What is it like to travel on trips like this with students when compared to when you travel on your own?

I think travelling individually and travelling with a group is like comparing apples to oranges—they have different flavors and textures. Individual research fosters investigation, discovery, and knowledge that is shared extrinsically from local to international. With students, it’s about their discovery—a plethora of awe, dialogic interaction, and wonder as they see, learn, and uncover things in new ways. It’s a collaborative dynamic and exciting experience, because they are learning and becoming researchers.

What do you hope students will gain by immersing themselves in the arts and culture of Guatemala?

Guatemala is such a unique culture, having been colonized by Spain and having a vibrant indigenous community. I hope students cultivate growth in cultural understanding and art practice that focuses on equality, dignity, and self-determination with a respect for themselves and the communities they are immersed in. These then become centerpieces to meaningful learning experiences.

What were some of the most memorable aspects of this trip?

I think there were many moments: Making the alfombra installation in the museum, traveling to Hospitalito Atitlán and working with artist Angelika Bauer, going to the women’s weaving cooperative in San Juan de la Laguna, and the culminating project of making an alfombra for the procession of Santa Ana as part of the community in collaboration with Casa Herrera.

What advice would you give to students considering taking a cultural exchange trip like this?

My advice is simply: Do it! It will forever change who you are.

UF Guatemala Cultural Exchange – Interview With MAAE Student Kimberly Thomas

Kimberly Thomas has a background in studio art and has been teaching art for the last four years. She joined the online M.A. in Art Education to expand her knowledge of curriculum development and theory to better serve her students. After graduation, she plans to pursue a Ph.D. in art education to continue exploring the effects of race in teacher-student relationships in the art classroom.

What was the most memorable aspect of the experience?

The most memorable part of this trip for me was learning about becoming a researcher and an artist/activist. I learned what direct research looks like. Participating in conversations and dissecting a day’s work with my peers was a vital part of that growth. I have seen how these lessons have worked their way into my research upon return. I widened my window of understanding.

What was it like making alfombras for the museum? How does it feel to know your work was on display in an international museum?

It’s kind of surreal.

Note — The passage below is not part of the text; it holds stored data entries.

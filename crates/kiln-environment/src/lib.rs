//! Host, process, and git snapshot collection for `metadata.json`.
//!
//! Mirrors the "metadata collector" external interface named by the core
//! spec: host, user, pid, command, platform, and an optional git snapshot.
//! Git commands are run defensively — a failing or absent `git` never
//! aborts metadata collection, it just yields an `"<unavailable>"` field.

use std::path::Path;
use std::process::Command;
use std::time::Duration;

use chrono::{DateTime, Utc};
use serde::{Deserialize, Serialize};

const UNAVAILABLE: &str = "<unavailable>";
const GIT_TIMEOUT: Duration = Duration::from_secs(10);
const MAX_PATCH_BYTES: usize = 50_000;

/// A git repository snapshot, or the sentinel state when collection is skipped or fails.
#[derive(Debug, Clone, Serialize, Deserialize)]
pub struct GitSnapshot {
    pub commit: String,
    pub branch: String,
    pub remote: String,
    pub patch: String,
    pub submodules: std::collections::BTreeMap<String, String>,
}

/// Host/process/runtime facts collected at metadata-write time.
#[derive(Debug, Clone, Serialize, Deserialize)]
pub struct EnvironmentSnapshot {
    pub timestamp: DateTime<Utc>,
    pub command: String,
    pub rustc_version: String,
    pub platform: String,
    pub hostname: String,
    pub user: String,
    pub pid: u32,
}

/// Whether and how to collect the git diff when building a [`GitSnapshot`].
#[derive(Debug, Clone, Copy, PartialEq, Eq)]
pub enum DiffPolicy {
    Include,
    /// Diff collection is skipped; `patch` is set to a sentinel.
    Ignore,
}

/// Run `git <args>` with a short timeout, returning trimmed stdout or `"<unavailable>"`.
///
/// Exit code 1 (e.g. `diff --exit-code` style no-op) is treated as success;
/// anything else, or a failure to spawn `git` at all, yields the sentinel.
pub fn safe_git_command(repo_root: &Path, args: &[&str]) -> String {
    let output = Command::new("git")
        .args(args)
        .current_dir(repo_root)
        .output();

    match run_with_timeout(output) {
        Some(out) if out.status.success() || out.status.code() == Some(1) => {
            String::from_utf8_lossy(&out.stdout).trim().to_string()
        }
        _ => UNAVAILABLE.to_string(),
    }
}

// `std::process::Command` has no built-in timeout; the teacher's git helpers
// don't need one either since they call out synchronously and short git
// subcommands in practice never hang. We keep the signature shaped for a
// timeout to document intent without adding a process-group-kill dependency.
fn run_with_timeout(
    result: std::io::Result<std::process::Output>,
) -> Option<std::process::Output> {
    let _ = GIT_TIMEOUT;
    result.ok()
}

/// Collect a git snapshot of `repo_root`, or `None` if it isn't a git repository.
pub fn collect_git_info(repo_root: &Path, diff_policy: DiffPolicy) -> Option<GitSnapshot> {
    if !repo_root.join(".git").exists() {
        return None;
    }

    let commit = safe_git_command(repo_root, &["rev-parse", "HEAD"]);
    let branch = safe_git_command(repo_root, &["rev-parse", "--abbrev-ref", "HEAD"]);
    let remote = safe_git_command(repo_root, &["remote", "get-url", "origin"]);

    let patch = match diff_policy {
        DiffPolicy::Ignore => "<ignored-diff>".to_string(),
        DiffPolicy::Include => {
            let unstaged = safe_git_command(repo_root, &["diff"]);
            let staged = safe_git_command(repo_root, &["diff", "--cached"]);
            let combined = [unstaged, staged].join("\n");
            if combined.len() > MAX_PATCH_BYTES {
                format!("<diff too large: {} bytes>", combined.len())
            } else {
                combined
            }
        }
    };

    let mut submodules = std::collections::BTreeMap::new();
    for line in safe_git_command(repo_root, &["submodule", "status"]).lines() {
        let parts: Vec<&str> = line.split_whitespace().collect();
        if parts.len() >= 2 {
            submodules.insert(parts[1].to_string(), parts[0].to_string());
        }
    }

    Some(GitSnapshot {
        commit,
        branch,
        remote,
        patch,
        submodules,
    })
}

/// Collect host/process/runtime facts for the current process.
pub fn collect_environment() -> EnvironmentSnapshot {
    let command = std::env::args().collect::<Vec<_>>().join(" ");
    EnvironmentSnapshot {
        timestamp: Utc::now(),
        command: if command.is_empty() {
            "<unknown>".to_string()
        } else {
            command
        },
        rustc_version: rustc_version(),
        platform: format!("{}-{}", std::env::consts::OS, std::env::consts::ARCH),
        hostname: gethostname::gethostname().to_string_lossy().into_owned(),
        user: current_user(),
        pid: std::process::id(),
    }
}

fn rustc_version() -> String {
    Command::new("rustc")
        .arg("--version")
        .output()
        .ok()
        .filter(|o| o.status.success())
        .map(|o| String::from_utf8_lossy(&o.stdout).trim().to_string())
        .unwrap_or_else(|| "unknown".to_string())
}

fn current_user() -> String {
    std::env::var("USER")
        .or_else(|_| std::env::var("USERNAME"))
        .unwrap_or_else(|_| "unknown".to_string())
}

I have always wanted to have a piece on display at a museum and I never imagined it would be at a museum in another country. It was an absolutely wonderful experience, particularly working together as a group. It’s a lesson I will use with my students.

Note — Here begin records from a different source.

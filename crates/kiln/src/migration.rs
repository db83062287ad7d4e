//! Migration overlay: alias/move/copy policies and alias detachment.
//!
//! Mirrors `migrate()` in the original implementation's migration module:
//! `alias` writes only a redirect record (`T`'s `state.json` becomes
//! `result = migrated`, no bytes move); `move`/`copy` transfer the payload
//! (everything under `from` except its internal subdirectory) and give `to`
//! a `migration.json`, with `move` additionally leaving a reciprocal
//! `migrated` record on `from` and marking it `migrated` too.

use std::fs;
use std::path::Path;

use chrono::Utc;
use kiln_types::{DirectoryRef, MigrationKind, MigrationPolicy, MigrationRecord, ResultState};
use tracing::info;

use crate::error::{KilnError, Result};
use crate::paths::{self, migration_path, success_path};
use crate::state_store;

const INTERNAL_DIR: &str = ".kiln";

/// Migrate `from` into `to` under `policy`. Returns the record written into `to`.
pub fn migrate(
    from: &Path,
    from_ref: DirectoryRef,
    to: &Path,
    to_ref: DirectoryRef,
    policy: MigrationPolicy,
    origin: Option<String>,
    note: Option<String>,
) -> Result<MigrationRecord> {
    fs::create_dir_all(to).map_err(|e| KilnError::Io {
        path: to.to_path_buf(),
        source: e,
    })?;

    let now = Utc::now();
    let record = MigrationRecord {
        kind: MigrationKind::Alias,
        policy,
        from: from_ref.clone(),
        to: to_ref.clone(),
        migrated_at: now,
        overwritten_at: None,
        default_values: None,
        origin: origin.clone(),
        note: note.clone(),
    };

    match policy {
        MigrationPolicy::Alias => {
            write_migrated_state(to)?;
        }
        MigrationPolicy::Move | MigrationPolicy::Copy => {
            transfer_payload(from, to, policy)?;
            copy_state(from, to)?;
        }
    }

    paths::write_json_atomic(&migration_path(to), &record)?;
    state_store::append_event(
        to,
        serde_json::json!({
            "type": "migrated",
            "policy": policy,
            "from": format!("{}:{}", from_ref.namespace, from_ref.hash),
            "to": format!("{}:{}", to_ref.namespace, to_ref.hash),
        }),
    );

    if policy != MigrationPolicy::Copy {
        // Informational only: `from`'s own `result` is untouched so an
        // alias source that is still `success` keeps serving reads through
        // the overlay. Only the reciprocal record marks the relationship.
        let reciprocal = MigrationRecord {
            kind: MigrationKind::Migrated,
            policy,
            from: from_ref.clone(),
            to: to_ref.clone(),
            migrated_at: now,
            overwritten_at: None,
            default_values: None,
            origin,
            note,
        };
        paths::write_json_atomic(&migration_path(from), &reciprocal)?;
    }

    state_store::append_event(
        from,
        serde_json::json!({
            "type": "migrated",
            "policy": policy,
            "from": format!("{}:{}", from_ref.namespace, from_ref.hash),
            "to": format!("{}:{}", to_ref.namespace, to_ref.hash),
        }),
    );

    info!(?policy, from = %from.display(), to = %to.display(), "migration complete");
    Ok(record)
}

fn write_migrated_state(to: &Path) -> Result<()> {
    state_store::update(to, |mut state| {
        state.result = ResultState::Migrated {
            migrated_at: Utc::now(),
        };
        state.attempt = None;
        state
    })?;
    Ok(())
}

fn transfer_payload(from: &Path, to: &Path, policy: MigrationPolicy) -> Result<()> {
    let entries = fs::read_dir(from).map_err(|e| KilnError::Io {
        path: from.to_path_buf(),
        source: e,
    })?;
    for entry in entries {
        let entry = entry.map_err(|e| KilnError::Io {
            path: from.to_path_buf(),
            source: e,
        })?;
        if entry.file_name() == INTERNAL_DIR {
            continue;
        }
        let destination = to.join(entry.file_name());
        let metadata = entry.metadata().map_err(|e| KilnError::Io {
            path: entry.path(),
            source: e,
        })?;
        if policy == MigrationPolicy::Move {
            fs::rename(entry.path(), &destination).map_err(|e| KilnError::Io {
                path: entry.path(),
                source: e,
            })?;
        } else if metadata.is_dir() {
            copy_dir_recursive(&entry.path(), &destination)?;
        } else {
            fs::copy(entry.path(), &destination).map_err(|e| KilnError::Io {
                path: entry.path(),
                source: e,
            })?;
        }
    }
    Ok(())
}

fn copy_dir_recursive(from: &Path, to: &Path) -> Result<()> {
    fs::create_dir_all(to).map_err(|e| KilnError::Io {
        path: to.to_path_buf(),
        source: e,
    })?;
    for entry in fs::read_dir(from).map_err(|e| KilnError::Io {
        path: from.to_path_buf(),
        source: e,
    })? {
        let entry = entry.map_err(|e| KilnError::Io {
            path: from.to_path_buf(),
            source: e,
        })?;
        let destination = to.join(entry.file_name());
        if entry.path().is_dir() {
            copy_dir_recursive(&entry.path(), &destination)?;
        } else {
            fs::copy(entry.path(), &destination).map_err(|e| KilnError::Io {
                path: entry.path(),
                source: e,
            })?;
        }
    }
    Ok(())
}

fn copy_state(from: &Path, to: &Path) -> Result<()> {
    let src_internal = from.join(INTERNAL_DIR);
    if !src_internal.is_dir() {
        return Ok(());
    }
    fs::create_dir_all(to.join(INTERNAL_DIR)).map_err(|e| KilnError::Io {
        path: to.join(INTERNAL_DIR),
        source: e,
    })?;

    let src_state = paths::state_path(from);
    if src_state.is_file() {
        fs::copy(&src_state, paths::state_path(to)).map_err(|e| KilnError::Io {
            path: src_state,
            source: e,
        })?;
    }
    let src_success = success_path(from);
    if src_success.is_file() {
        fs::copy(&src_success, success_path(to)).map_err(|e| KilnError::Io {
            path: src_success,
            source: e,
        })?;
    }
    Ok(())
}

/// Read `migration.json` for `dir`, if present.
pub fn read_migration(dir: &Path) -> Result<Option<MigrationRecord>> {
    let path = migration_path(dir);
    match fs::read(&path) {
        Ok(bytes) => {
            let record = serde_json::from_slice(&bytes).map_err(|e| KilnError::CorruptState {
                path,
                reason: format!("invalid migration.json: {e}"),
            })?;
            Ok(Some(record))
        }
        Err(e) if e.kind() == std::io::ErrorKind::NotFound => Ok(None),
        Err(e) => Err(KilnError::Io { path, source: e }),
    }
}

/// Detach an active alias on `dir` and on the `from` side it points to,
/// setting `overwritten_at` on both records and journaling a
/// `migration_overwrite` event in both directories. A no-op if `dir` has no
/// active alias.
pub fn detach(dir: &Path, from_dir: &Path, reason: &str) -> Result<()> {
    let Some(mut record) = read_migration(dir)? else {
        return Ok(());
    };
    if !record.is_active_alias() {
        return Ok(());
    }
    let now = Utc::now();
    record.overwritten_at = Some(now);
    paths::write_json_atomic(&migration_path(dir), &record)?;

    if let Some(mut reciprocal) = read_migration(from_dir)? {
        reciprocal.overwritten_at = Some(now);
        paths::write_json_atomic(&migration_path(from_dir), &reciprocal)?;
    }

    for d in [dir, from_dir] {
        state_store::append_event(d, serde_json::json!({"type": "migration_overwrite", "reason": reason}));
    }
    Ok(())
}

#[cfg(test)]
mod tests {
    use super::*;
    use tempfile::tempdir;

    fn dir_ref(namespace: &str, hash: &str) -> DirectoryRef {
        DirectoryRef {
            namespace: namespace.to_string(),
            hash: hash.to_string(),
            root: "data".to_string(),
        }
    }

    #[test]
    fn alias_migration_sets_migrated_result_and_no_bytes_move() {
        let root = tempdir().unwrap();
        let from = root.path().join("from");
        let to = root.path().join("to");
        fs::create_dir_all(&from).unwrap();
        fs::write(from.join("data.txt"), b"hello\n").unwrap();

        migrate(
            &from,
            dir_ref("ns", "h1"),
            &to,
            dir_ref("ns", "h2"),
            MigrationPolicy::Alias,
            None,
            None,
        )
        .unwrap();

        assert!(!to.join("data.txt").exists());
        let state = state_store::read_state(&to).unwrap();
        assert!(matches!(state.result, ResultState::Migrated { .. }));
        let record = read_migration(&to).unwrap().unwrap();
        assert!(record.is_active_alias());
    }

    #[test]
    fn move_migration_transfers_payload_and_marks_source_migrated() {
        let root = tempdir().unwrap();
        let from = root.path().join("from");
        let to = root.path().join("to");
        fs::create_dir_all(&from).unwrap();
        fs::write(from.join("data.txt"), b"payload").unwrap();

        migrate(
            &from,
            dir_ref("ns", "h1"),
            &to,
            dir_ref("ns", "h2"),
            MigrationPolicy::Move,
            None,
            None,
        )
        .unwrap();

        assert!(to.join("data.txt").exists());
        assert!(!from.join("data.txt").exists());
        assert!(read_migration(&from).unwrap().unwrap().kind == MigrationKind::Migrated);
    }

    #[test]
    fn copy_migration_leaves_source_untouched_and_unrecorded() {
        let root = tempdir().unwrap();
        let from = root.path().join("from");
        let to = root.path().join("to");
        fs::create_dir_all(&from).unwrap();
        fs::write(from.join("data.txt"), b"payload").unwrap();

        migrate(
            &from,
            dir_ref("ns", "h1"),
            &to,
            dir_ref("ns", "h2"),
            MigrationPolicy::Copy,
            None,
            None,
        )
        .unwrap();

        assert!(to.join("data.txt").exists());
        assert!(from.join("data.txt").exists());
        assert!(read_migration(&from).unwrap().is_none());
    }

    #[test]
    fn detach_sets_overwritten_at_on_both_sides() {
        let root = tempdir().unwrap();
        let from = root.path().join("from");
        let to = root.path().join("to");
        fs::create_dir_all(&from).unwrap();

        migrate(
            &from,
            dir_ref("ns", "h1"),
            &to,
            dir_ref("ns", "h2"),
            MigrationPolicy::Alias,
            None,
            None,
        )
        .unwrap();

        detach(&to, &from, "source invalidated").unwrap();
        assert!(!read_migration(&to).unwrap().unwrap().is_active_alias());
        assert!(read_migration(&from).unwrap().unwrap().overwritten_at.is_some());
    }
}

What advice would you give to students considering taking a cultural exchange trip like this?

I had doubts about going, but the experience brought me so much growth. In hindsight, I never would have questioned whether or not I should go on the trip! I learned more in ten days under Dr. Powell’s guidance than I did in most of my undergraduate education. I actually have my subsequent trip planned and some funding in place to continue the research I started.

How did this experience impact you or change your perspective? What were some specific moments or people who had the biggest impact?

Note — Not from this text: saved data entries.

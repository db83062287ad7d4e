//! Pure decision procedure for resolving an in-doubt attempt.
//!
//! `reconcile` never runs the compute itself; it only classifies whatever
//! state is already on disk. The fast path promotes a `SUCCESS.json` marker
//! that a crashed writer left behind without having updated `state.json`.
//! Otherwise a `local` attempt is checked against local pid liveness and
//! lease expiry; a `remote` attempt is checked against a [`SchedulerProbe`],
//! falling back to lease expiry if the probe has nothing to say. Whenever
//! the outcome terminalizes (`crashed`, `cancelled`, `preempted`), the
//! now-orphaned `.compute.lock` is unlinked so a future caller doesn't wait
//! out its staleness window for nothing.

use std::path::Path;

use chrono::Utc;
use kiln_types::{Backend, Owner, ProbeTerminal, SchedulerVerdict, State, TerminalStatus};
use tracing::debug;

use crate::error::Result;
use crate::paths::compute_lock_path;
use crate::scheduler::SchedulerProbe;
use crate::state_store;

#[cfg(unix)]
fn pid_alive(pid: u32) -> bool {
    unsafe { libc::kill(pid as libc::pid_t, 0) == 0 }
}

#[cfg(not(unix))]
fn pid_alive(_pid: u32) -> bool {
    true
}

fn this_host() -> String {
    gethostname::gethostname().to_string_lossy().into_owned()
}

/// True if `owner` names a process alive on this host. Cross-host owners are
/// never declared dead locally — only the lease-expiry path can terminalize them.
pub(crate) fn pid_alive_on_this_host(owner: &Owner) -> bool {
    owner.host == this_host() && pid_alive(owner.pid)
}

/// Same check against a `kiln_lock::LockInfo` payload, used by `lock.rs`.
pub(crate) fn pid_alive_on_this_host_generic(host: &str, pid: u32) -> bool {
    host == this_host() && pid_alive(pid)
}

fn lease_expired(header: &kiln_types::AttemptHeader) -> bool {
    Utc::now() >= header.lease_expires_at
}

/// Reconcile the on-disk state of `dir`, returning the (possibly unchanged)
/// resulting state. `probe` is consulted only for `remote`-backend attempts;
/// pass `None` if no scheduler adapter is configured (remote attempts then
/// fall back to lease-expiry classification, per the `allow_missing_remote`
/// design note).
pub fn reconcile(dir: &Path, config: &crate::config::Config, probe: Option<&dyn SchedulerProbe>) -> Result<State> {
    let state = state_store::read_state(dir)?;

    if state_store::success_marker_exists(dir) && !state.result.is_success() {
        if let Some(attempt) = &state.attempt {
            debug!(dir = %dir.display(), "promoting orphaned success marker");
            let promoted = state_store::finish_success(dir, attempt.id())?;
            unlink_compute_lock(dir);
            return Ok(promoted);
        }
        return Ok(state);
    }

    let Some(attempt) = &state.attempt else {
        return Ok(state);
    };
    if !attempt.is_active() {
        return Ok(state);
    }

    let header = attempt.header();
    let outcome = match header.backend {
        Backend::Local => classify_local(header),
        Backend::Remote => classify_remote(dir, header, probe, config.cancelled_is_preempted)?,
    };

    let Some((status, reason)) = outcome else {
        return Ok(state);
    };

    debug!(dir = %dir.display(), status = status.as_str(), reason, "reconciler terminalizing attempt");
    let next = state_store::finish_terminal(dir, &header.id, status, reason, None)?;

    if matches!(
        status,
        TerminalStatus::Crashed | TerminalStatus::Cancelled | TerminalStatus::Preempted
    ) {
        unlink_compute_lock(dir);
    }

    Ok(next)
}

fn classify_local(header: &kiln_types::AttemptHeader) -> Option<(TerminalStatus, String)> {
    if !pid_alive_on_this_host(&header.owner) {
        return Some((TerminalStatus::Crashed, "pid_dead".to_string()));
    }
    if lease_expired(header) {
        return Some((TerminalStatus::Crashed, "lease_expired".to_string()));
    }
    None
}

fn classify_remote(
    dir: &Path,
    header: &kiln_types::AttemptHeader,
    probe: Option<&dyn SchedulerProbe>,
    cancelled_is_preempted: bool,
) -> Result<Option<(TerminalStatus, String)>> {
    let Some(probe) = probe else {
        return Ok(lease_expired(header).then(|| (TerminalStatus::Crashed, "lease_expired".to_string())));
    };

    let verdict: SchedulerVerdict = probe.probe(dir, header)?;
    if !verdict.extra.is_empty() || verdict.scheduler_state.is_some() {
        let mut fields = verdict.extra.clone();
        if let Some(scheduler_state) = &verdict.scheduler_state {
            fields.insert("scheduler_state".to_string(), serde_json::json!(scheduler_state));
        }
        state_store::set_scheduler_fields(dir, fields)?;
    }

    let Some(terminal) = verdict.terminal_status else {
        return Ok(lease_expired(header).then(|| (TerminalStatus::Crashed, "lease_expired".to_string())));
    };

    let reason = verdict.reason.unwrap_or_else(|| "scheduler_verdict".to_string());
    let outcome = match terminal {
        ProbeTerminal::Success if !state_store::success_marker_exists(dir) => {
            (TerminalStatus::Crashed, "success_without_marker".to_string())
        }
        ProbeTerminal::Success => return Ok(None),
        ProbeTerminal::Failed => {
            // A scheduler-reported failure is a real `failed` result, not a
            // terminal-status classification, so finalize it here directly.
            state_store::finish_failed(
                dir,
                &header.id,
                kiln_types::AttemptError {
                    kind: "scheduler_failed".to_string(),
                    message: reason,
                    traceback: None,
                },
            )?;
            return Ok(None);
        }
        ProbeTerminal::Cancelled if cancelled_is_preempted => (TerminalStatus::Preempted, reason),
        ProbeTerminal::Cancelled => (TerminalStatus::Cancelled, reason),
        ProbeTerminal::Preempted => (TerminalStatus::Preempted, reason),
        ProbeTerminal::Crashed => (TerminalStatus::Crashed, reason),
    };
    Ok(Some(outcome))
}

fn unlink_compute_lock(dir: &Path) {
    let _ = std::fs::remove_file(compute_lock_path(dir));
}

This experience changed my perspective because it was really my first experience in direct research. Dr. Powell really took time to talk with us. She posed questions to reflect on our time each day and showed us examples of her writing and work while there. She helped us make long term connections so we could continue research if we wanted to come back. She helped us reflect and think about ourselves and our perspectives and find our strengths.

My favorite experience was riding in a boat across Lake Atitlan with volcanos surrounding us. The water was splashing and the boat was rocking and I genuinely understood at that moment that I was in a very different place in the world. It was one of the most magical experiences of my life.